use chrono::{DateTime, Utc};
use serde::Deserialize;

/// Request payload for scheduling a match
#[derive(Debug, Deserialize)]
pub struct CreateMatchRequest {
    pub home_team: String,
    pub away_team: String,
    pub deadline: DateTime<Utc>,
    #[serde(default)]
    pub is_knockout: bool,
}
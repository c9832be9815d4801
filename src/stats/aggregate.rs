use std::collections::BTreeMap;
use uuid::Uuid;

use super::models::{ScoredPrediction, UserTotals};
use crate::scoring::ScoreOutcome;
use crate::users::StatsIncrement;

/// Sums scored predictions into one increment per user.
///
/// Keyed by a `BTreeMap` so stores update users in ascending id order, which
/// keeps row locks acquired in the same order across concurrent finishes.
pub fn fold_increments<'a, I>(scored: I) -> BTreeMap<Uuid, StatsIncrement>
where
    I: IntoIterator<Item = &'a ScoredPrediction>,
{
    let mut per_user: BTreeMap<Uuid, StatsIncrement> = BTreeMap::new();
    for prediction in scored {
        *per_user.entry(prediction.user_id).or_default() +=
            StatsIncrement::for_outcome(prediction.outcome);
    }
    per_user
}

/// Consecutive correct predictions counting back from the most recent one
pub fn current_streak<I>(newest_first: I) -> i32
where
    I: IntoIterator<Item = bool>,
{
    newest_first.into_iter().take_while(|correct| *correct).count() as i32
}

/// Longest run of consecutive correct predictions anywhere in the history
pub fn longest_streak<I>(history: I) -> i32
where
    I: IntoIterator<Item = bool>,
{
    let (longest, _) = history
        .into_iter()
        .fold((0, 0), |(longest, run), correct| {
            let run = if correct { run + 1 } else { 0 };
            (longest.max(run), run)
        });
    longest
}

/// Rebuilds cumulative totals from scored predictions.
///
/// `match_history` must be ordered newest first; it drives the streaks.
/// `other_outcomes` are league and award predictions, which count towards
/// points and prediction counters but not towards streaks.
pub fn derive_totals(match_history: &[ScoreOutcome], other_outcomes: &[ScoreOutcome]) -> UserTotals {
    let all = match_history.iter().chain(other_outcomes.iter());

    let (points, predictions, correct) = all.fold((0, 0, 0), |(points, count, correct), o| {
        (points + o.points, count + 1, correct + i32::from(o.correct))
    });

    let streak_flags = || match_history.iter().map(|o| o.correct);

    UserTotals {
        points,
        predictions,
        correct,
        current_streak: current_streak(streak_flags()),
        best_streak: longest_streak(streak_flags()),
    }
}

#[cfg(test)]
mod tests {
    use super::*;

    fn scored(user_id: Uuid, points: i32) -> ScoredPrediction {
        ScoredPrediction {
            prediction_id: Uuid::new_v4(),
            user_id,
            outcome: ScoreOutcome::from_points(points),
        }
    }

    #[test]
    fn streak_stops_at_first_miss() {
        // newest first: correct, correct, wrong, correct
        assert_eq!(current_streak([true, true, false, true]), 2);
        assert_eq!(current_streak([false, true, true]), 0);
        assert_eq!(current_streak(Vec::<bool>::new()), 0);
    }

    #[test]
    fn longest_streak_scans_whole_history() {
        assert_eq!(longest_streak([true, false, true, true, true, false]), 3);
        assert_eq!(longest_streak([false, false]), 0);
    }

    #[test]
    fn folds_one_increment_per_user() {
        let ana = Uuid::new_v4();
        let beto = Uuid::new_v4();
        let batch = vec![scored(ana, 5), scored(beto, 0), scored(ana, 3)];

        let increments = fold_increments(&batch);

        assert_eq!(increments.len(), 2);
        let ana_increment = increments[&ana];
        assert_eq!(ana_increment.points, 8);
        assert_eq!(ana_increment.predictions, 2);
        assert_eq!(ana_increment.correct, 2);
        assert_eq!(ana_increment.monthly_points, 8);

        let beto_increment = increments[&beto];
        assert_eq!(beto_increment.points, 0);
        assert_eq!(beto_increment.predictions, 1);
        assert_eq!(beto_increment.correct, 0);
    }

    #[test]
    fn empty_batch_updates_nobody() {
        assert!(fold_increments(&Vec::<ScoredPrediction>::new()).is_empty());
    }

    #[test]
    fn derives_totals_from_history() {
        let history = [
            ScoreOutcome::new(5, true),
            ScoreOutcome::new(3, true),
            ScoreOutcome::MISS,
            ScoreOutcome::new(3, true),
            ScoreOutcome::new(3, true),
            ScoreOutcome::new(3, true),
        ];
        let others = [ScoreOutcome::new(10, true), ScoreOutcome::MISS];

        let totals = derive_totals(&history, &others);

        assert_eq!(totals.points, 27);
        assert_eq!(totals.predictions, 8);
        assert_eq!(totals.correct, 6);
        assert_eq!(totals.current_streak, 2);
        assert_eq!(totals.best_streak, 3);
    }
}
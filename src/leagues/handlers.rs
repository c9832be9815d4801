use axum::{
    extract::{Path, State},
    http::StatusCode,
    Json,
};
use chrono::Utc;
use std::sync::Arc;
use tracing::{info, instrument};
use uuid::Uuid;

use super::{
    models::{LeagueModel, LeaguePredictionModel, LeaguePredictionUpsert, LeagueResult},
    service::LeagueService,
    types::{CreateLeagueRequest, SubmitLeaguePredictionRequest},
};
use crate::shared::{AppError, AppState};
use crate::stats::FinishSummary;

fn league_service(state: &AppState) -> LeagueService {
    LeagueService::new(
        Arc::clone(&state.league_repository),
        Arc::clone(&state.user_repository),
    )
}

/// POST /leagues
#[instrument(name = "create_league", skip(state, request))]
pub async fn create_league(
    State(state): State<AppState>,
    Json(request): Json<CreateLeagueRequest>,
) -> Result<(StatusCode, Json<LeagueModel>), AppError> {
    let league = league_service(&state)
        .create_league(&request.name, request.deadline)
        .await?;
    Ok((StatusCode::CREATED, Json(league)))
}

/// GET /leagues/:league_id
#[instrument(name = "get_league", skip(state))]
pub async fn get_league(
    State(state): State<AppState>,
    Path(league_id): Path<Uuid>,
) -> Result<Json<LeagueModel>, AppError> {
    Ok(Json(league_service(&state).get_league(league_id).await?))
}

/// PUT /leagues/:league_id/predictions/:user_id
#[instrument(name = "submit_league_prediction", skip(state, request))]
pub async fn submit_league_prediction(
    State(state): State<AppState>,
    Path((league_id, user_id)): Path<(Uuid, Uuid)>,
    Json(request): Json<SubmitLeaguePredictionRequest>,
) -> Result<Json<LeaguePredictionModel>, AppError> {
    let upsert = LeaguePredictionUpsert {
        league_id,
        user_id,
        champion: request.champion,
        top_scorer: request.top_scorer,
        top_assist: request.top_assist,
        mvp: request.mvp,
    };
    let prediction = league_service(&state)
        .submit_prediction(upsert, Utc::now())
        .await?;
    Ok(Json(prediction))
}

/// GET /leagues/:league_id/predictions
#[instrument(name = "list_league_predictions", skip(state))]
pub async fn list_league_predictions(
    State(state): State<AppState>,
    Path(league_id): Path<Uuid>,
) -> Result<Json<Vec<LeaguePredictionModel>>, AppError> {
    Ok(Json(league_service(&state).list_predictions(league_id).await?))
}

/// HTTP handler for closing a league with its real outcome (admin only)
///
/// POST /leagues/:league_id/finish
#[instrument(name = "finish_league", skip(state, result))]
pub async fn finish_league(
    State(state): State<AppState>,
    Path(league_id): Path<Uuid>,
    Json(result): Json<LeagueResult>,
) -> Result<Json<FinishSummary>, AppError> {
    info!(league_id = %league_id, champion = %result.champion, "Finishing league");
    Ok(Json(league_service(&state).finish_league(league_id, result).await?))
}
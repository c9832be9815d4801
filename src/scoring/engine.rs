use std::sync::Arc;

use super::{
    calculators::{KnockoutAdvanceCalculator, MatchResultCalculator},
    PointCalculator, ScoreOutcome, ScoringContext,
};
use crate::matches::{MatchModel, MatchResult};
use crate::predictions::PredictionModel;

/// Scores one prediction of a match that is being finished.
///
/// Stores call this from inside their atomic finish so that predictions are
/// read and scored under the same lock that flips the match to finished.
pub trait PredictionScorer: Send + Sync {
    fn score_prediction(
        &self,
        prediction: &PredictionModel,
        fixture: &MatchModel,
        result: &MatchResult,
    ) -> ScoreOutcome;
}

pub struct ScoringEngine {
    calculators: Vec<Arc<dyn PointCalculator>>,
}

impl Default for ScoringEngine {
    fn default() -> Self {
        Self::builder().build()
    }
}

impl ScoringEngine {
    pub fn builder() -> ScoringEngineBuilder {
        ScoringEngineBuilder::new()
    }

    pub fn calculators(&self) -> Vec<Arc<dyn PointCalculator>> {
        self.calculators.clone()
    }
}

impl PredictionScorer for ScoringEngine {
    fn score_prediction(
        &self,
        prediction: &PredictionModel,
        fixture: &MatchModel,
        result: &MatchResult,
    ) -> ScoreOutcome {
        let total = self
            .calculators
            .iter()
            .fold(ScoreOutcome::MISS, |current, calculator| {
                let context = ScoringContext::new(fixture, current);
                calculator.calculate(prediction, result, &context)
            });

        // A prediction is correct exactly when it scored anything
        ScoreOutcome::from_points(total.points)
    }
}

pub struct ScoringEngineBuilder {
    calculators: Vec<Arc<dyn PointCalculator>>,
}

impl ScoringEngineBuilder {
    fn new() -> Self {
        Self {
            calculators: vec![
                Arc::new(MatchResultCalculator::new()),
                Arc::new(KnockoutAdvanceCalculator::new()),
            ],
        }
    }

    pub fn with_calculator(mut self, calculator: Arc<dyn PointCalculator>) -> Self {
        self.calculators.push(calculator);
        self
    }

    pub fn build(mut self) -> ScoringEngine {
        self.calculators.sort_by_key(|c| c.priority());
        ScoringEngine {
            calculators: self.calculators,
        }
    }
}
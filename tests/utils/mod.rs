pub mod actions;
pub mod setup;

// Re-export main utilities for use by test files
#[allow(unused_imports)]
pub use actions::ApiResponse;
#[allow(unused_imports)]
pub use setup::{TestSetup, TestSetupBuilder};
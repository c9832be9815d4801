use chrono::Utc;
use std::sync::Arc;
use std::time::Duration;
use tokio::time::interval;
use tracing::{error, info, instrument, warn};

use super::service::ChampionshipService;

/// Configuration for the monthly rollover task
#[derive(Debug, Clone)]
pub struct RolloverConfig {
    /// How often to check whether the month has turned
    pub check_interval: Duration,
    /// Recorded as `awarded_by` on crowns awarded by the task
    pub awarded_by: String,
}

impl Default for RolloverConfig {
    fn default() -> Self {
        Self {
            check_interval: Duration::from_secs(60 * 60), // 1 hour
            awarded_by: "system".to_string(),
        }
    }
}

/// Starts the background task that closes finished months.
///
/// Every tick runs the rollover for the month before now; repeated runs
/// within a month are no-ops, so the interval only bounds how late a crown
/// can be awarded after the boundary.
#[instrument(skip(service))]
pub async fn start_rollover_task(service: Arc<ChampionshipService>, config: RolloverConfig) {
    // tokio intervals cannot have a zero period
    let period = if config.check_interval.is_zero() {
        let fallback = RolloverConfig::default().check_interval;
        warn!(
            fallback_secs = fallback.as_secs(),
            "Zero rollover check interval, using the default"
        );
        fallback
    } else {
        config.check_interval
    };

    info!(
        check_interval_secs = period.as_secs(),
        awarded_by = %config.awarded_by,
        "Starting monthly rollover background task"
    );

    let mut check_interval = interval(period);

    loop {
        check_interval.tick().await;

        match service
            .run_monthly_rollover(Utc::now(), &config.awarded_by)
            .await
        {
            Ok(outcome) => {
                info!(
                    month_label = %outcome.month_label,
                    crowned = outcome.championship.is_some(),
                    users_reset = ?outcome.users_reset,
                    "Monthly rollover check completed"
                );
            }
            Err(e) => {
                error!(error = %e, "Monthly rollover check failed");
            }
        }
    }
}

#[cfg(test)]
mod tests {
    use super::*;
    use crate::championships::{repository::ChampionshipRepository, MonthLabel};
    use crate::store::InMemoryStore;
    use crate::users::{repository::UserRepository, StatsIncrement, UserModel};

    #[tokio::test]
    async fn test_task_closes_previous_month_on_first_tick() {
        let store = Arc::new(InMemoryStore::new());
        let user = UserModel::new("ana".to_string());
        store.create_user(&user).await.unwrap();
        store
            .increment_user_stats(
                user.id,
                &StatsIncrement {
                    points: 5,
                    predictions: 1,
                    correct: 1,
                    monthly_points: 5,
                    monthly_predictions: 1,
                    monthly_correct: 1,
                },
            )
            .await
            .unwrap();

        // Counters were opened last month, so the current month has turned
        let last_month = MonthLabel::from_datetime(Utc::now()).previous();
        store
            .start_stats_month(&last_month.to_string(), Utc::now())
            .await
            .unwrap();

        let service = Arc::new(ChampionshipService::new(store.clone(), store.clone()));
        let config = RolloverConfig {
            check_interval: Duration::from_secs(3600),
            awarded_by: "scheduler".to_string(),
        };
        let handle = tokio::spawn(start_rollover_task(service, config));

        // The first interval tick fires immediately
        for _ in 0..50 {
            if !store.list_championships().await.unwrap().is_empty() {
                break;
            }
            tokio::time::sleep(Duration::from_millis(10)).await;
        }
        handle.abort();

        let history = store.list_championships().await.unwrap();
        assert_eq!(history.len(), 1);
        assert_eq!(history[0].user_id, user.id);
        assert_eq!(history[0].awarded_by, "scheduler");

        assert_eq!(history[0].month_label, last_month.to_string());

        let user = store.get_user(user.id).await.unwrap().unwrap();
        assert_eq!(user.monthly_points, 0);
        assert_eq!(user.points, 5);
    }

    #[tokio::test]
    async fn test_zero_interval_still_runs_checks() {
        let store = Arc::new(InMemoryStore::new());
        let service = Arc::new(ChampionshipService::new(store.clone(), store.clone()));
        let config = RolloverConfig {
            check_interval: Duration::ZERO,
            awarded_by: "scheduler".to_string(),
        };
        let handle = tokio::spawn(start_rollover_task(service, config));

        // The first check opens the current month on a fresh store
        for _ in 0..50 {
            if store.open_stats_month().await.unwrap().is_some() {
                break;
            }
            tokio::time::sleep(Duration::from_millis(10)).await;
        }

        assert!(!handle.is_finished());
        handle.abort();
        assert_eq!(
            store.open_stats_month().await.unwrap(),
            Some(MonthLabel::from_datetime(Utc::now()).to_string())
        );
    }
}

Task prompt: Extract every line from the records above that contains the word "others".

Task result:
        let others = [ScoreOutcome::new(10, true), ScoreOutcome::MISS];
        let totals = derive_totals(&history, &others);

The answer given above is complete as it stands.